The introduction of highly active antiretroviral therapy (HAART) around 1996 markedly reduced mortality and morbidity from human immunodeficiency virus (HIV) infection. As life expectancy has improved, the chronic complications of HIV and HAART have become increasingly relevant. This article provides an overview of the HIV-associated lipodystrophy, its pathogenesis and its clinical consequences (based on a search strategy in PubMed including literature published to November 2007). Lipodystrophy syndrome is characterized by abnormal fat distribution syndrome associated with metabolic disturbances and includes insulin resistance, deranged glucose and lipid metabolism. It is associated with increased risks of progression to type 2 diabetes and cardiovascular disease. Robust diagnostic criteria are required for lipodystrophy, and subsequent prospective cohort studies and randomized controlled trials are then required to determine the etiology and prognosis of lipodystrophy, and to evaluate therapeutic interventions for this consequence of HAART. Therapies to improve insulin resistance have been tried but they are frequently ineffective, and are limited by potential toxicity in this population.

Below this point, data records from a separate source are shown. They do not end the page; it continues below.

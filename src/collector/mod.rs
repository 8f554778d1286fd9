//! Hardware identity collection from `/proc` and `/sys` text sources.
//!
//! The collectors are deliberately forgiving: a malformed line is skipped,
//! a missing sysfs file reads as zero, and an unknown code is rendered
//! with the code kept verbatim. The only failure surfaced to callers is
//! the primary pseudo-file being unavailable.

pub mod board;
pub mod cpu;
pub mod kv;
pub mod mock;
pub mod sysfs;
pub mod traits;

pub use board::BoardScanner;
pub use cpu::CpuScanner;
pub use traits::{FileSystem, RealFs};

use std::io;

/// Error type for collection failures.
#[derive(Debug)]
pub enum CollectError {
    /// The primary source file (e.g. `/proc/cpuinfo`) is missing or
    /// unreadable.
    Unavailable(String),
    /// Other I/O error reading a source file.
    Io(io::Error),
}

impl std::fmt::Display for CollectError {
    fn fmt(&self, f: &mut std::fmt::Formatter<'_>) -> std::fmt::Result {
        match self {
            CollectError::Unavailable(path) => write!(f, "source unavailable: {}", path),
            CollectError::Io(e) => write!(f, "I/O error: {}", e),
        }
    }
}

impl std::error::Error for CollectError {}

impl From<io::Error> for CollectError {
    fn from(e: io::Error) -> Self {
        CollectError::Io(e)
    }
}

Hence, current management options for HIV associated lipodystrophy are limited and are mostly based on avoidance of risk factors and switching of antiretroviral drugs. As the '3 by 5 strategy' of providing HIV drugs to the developing world is implemented worldwide, the numbers of patients adhering to antiretroviral medicines is dramatically increasing. One must be aware that in reducing the burden of acute retroviral disease, the treatments proposed might lead to significant rates of metabolic complications and further exacerbation of the epidemic of diabetes and cardiovascular disease.